These talks took place on 19 June at 14:00 in the Cartesium building (Rotunde) at the University of Bremen.
Translational Research in the Advanced Multimodality Image-Guided Operating Suite
Tina Kapur, Harvard Medical School and Brigham and Women’s Hospital
The Advanced Multimodal Image-Guided Operating (AMIGO) suite is a clinical translational test-bed for research of the National Center for Image-Guided Therapy (NCIGT) at Brigham and Women’s Hospital (BWH) and Harvard Medical School. NCIGT and AMIGO are funded under the Biomedical Technology Resource Centers program of the National Institute of Biomedical Imaging and Bioengineering. A unique resource for Image-Guided therapy, AMIGO represents and encourages multidisciplinary cooperation and collaboration among teams of surgeons, interventional radiologists, imaging physicists, computer scientists, biomedical engineers, nurses, and technologists to achieve the common goal of delivering the safest and the most effective state-of-the-art therapy to patients in a technologically advanced and patient-friendly environment.In this talk, Dr. Kapur will present an introduction to the AMIGO suite and highlight some of the technologies that enable clinical procedures in AMIGO.Biography:
Tina Kapur is the Executive Director of the Image Guided Therapy Program in the Department of Radiology at Brigham and Women’s Hospital. Dr. Kapur is the Dissemination Core PI for two national center grants, the National Alliance for Medical Image Computing (NA-MIC) and the National Center for Image Guided Therapy (NCIGT). She has numerous publications in medical image segmentation, and is the holder of several issued US and international patents in the field of surgical navigation. She is particularly interested in fostering collaborations between efforts in open science to accelerate important discoveries that improve health and save lives.She received her Ph.D. in Electrical Engineering and Computer Science from the Massachusetts Institute of Technology in 1999. She was the Chief Scientist at a Boston area surgical navigation company, Visualization Technology Inc., and upon its acquisition by GE Healthcare, the Chief Scientist at the GE Navigation.

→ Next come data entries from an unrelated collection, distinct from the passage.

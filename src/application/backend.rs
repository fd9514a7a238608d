//! Collaborator traits describing the notebook execution backend.

use std::collections::BTreeMap;
use std::path::Path;

use async_trait::async_trait;
use thiserror::Error;

use crate::domain::cells::{CellSource, CellStatus, KernelState, NotebookSnapshot, SessionView};

#[derive(Debug, Error)]
pub enum BackendError {
    #[error("failed to launch `{program}`: {source}")]
    Spawn {
        program: String,
        #[source]
        source: std::io::Error,
    },
    #[error("`{program}` exited with {status}: {stderr}")]
    Exit {
        program: String,
        status: String,
        stderr: String,
    },
    #[error("`{program}` did not finish within {seconds}s")]
    Timeout { program: String, seconds: u64 },
    #[error("backend output could not be decoded: {message}")]
    Decode { message: String },
    #[error("io error: {0}")]
    Io(#[from] std::io::Error),
}

impl BackendError {
    pub fn decode(message: impl Into<String>) -> Self {
        Self::Decode {
            message: message.into(),
        }
    }
}

/// Answers whether a file defines a notebook application.
///
/// Implementations execute the document's top-level code in isolation; any
/// failure there must be reported as `false`.
#[async_trait]
pub trait ApplicationProbe: Send + Sync {
    async fn is_application(&self, path: &Path) -> bool;
}

/// Produces a fresh notebook snapshot (code included) for an application file.
#[async_trait]
pub trait NotebookSource: Send + Sync {
    async fn notebook_snapshot(&self, path: &Path) -> Option<NotebookSnapshot>;
}

/// Runs an application and renders it to a static HTML export.
#[async_trait]
pub trait Exporter: Send + Sync {
    async fn export_html(&self, path: &Path, include_code: bool) -> Result<String, BackendError>;
}

/// External ignore decision, typically backed by a version-control tool.
pub trait IgnoreOracle: Send + Sync {
    fn is_ignored(&self, path: &Path) -> bool;
}

/// Kernel state and per-cell statuses of one live session.
#[derive(Debug, Clone, PartialEq)]
pub struct SessionStatus {
    pub kernel: KernelState,
    pub cells: BTreeMap<String, Option<CellStatus>>,
}

/// Read access to the live backend's sessions.
pub trait SessionRegistry: Send + Sync {
    fn session_by_id(&self, session_id: &str) -> Option<SessionStatus>;
    fn session_by_file(&self, path: &Path) -> Option<SessionStatus>;
}

/// A session as seen by creation hooks.
pub trait LiveSession {
    fn file_path(&self) -> &Path;
    fn view(&self) -> &SessionView;
    /// Cells currently loaded from the document, in notebook order.
    fn cells(&self) -> Vec<CellSource>;
    fn replace_view(&mut self, view: SessionView);
}

/// Strategy invoked by the backend right after it creates a session.
pub trait SessionHook: Send + Sync {
    fn on_session_created(&self, session: &mut dyn LiveSession);
}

Uncertainty in Non-Rigid Registration: Methodology and Preliminary Applications
William M Wells, Harvard Medical School and Brigham and Women’s Hospital
Most deformable registration systems produce, as their “answer” to the registration problem, a “best” estimate of the transformation that relates the image data being registered.
Dr. Wells’ team believes that, as deformable registration is increasingly applied to interventional applications, it is becoming important to characterize the level of uncertainty in the results.

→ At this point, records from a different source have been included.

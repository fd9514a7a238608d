//! Infrastructure adapters and runtime bootstrap.

pub mod error;
pub mod frames;
pub mod git;
pub mod http;
pub mod marimo;
pub mod proxy;
pub mod sessions;
pub mod telemetry;
pub mod upstream;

In this talk, Dr. Wells will summarize a thread of research at the Brigham and Women’s Hospital Surgical Plannling Lab that is aimed at the estimation of posterior distributions on the resulting transformations. Dr. Wells will describe the formalism, which uses a Gaussian-like prior on mechanical configurations that depends on elastic deformation energy and the estimation approaches: MCMC and a faster approximative approach.
In addition to the methodology, Dr. Wells will also show preliminary application results for visualizing geometric uncertainty in image-guided neurosurgery, and estimating the uncertainty in delivered dose in prostate and neck radiation therap. The work is a collaborative project with Petter Rishom and Firdaus Janoos.
William Wells is Professor of Radiology at Harvard Medical School and Brigham and Women’s Hospital (BWH), a research scientist at the MIT Computer Science and Artificial Intelligence Laboratory (CSAIL), and a member of the affiliated faculty of the Harvard-MIT division of Health Sciences and Technology (HST). He received a Ph.D. in computer vision from MIT in 1992 under the supervision of Professor Grimson, and since that time has pursued research in medical image understanding at the BWH Surgical Planning Laboratory, much of it in collaboration with MIT graduate students. Prof. Wells periodically teaches the medical image processing component of HST-582, Biomedical Signal and Image Processing. He is widely known for his ground-breaking and heavily cited work on segmentation of MRI. He is also widely known for his work on multi-modality registration by maximization of Mutual Information for which he and Paul Viola recently received the IEEE ICCV Helmholtz “test of time” award.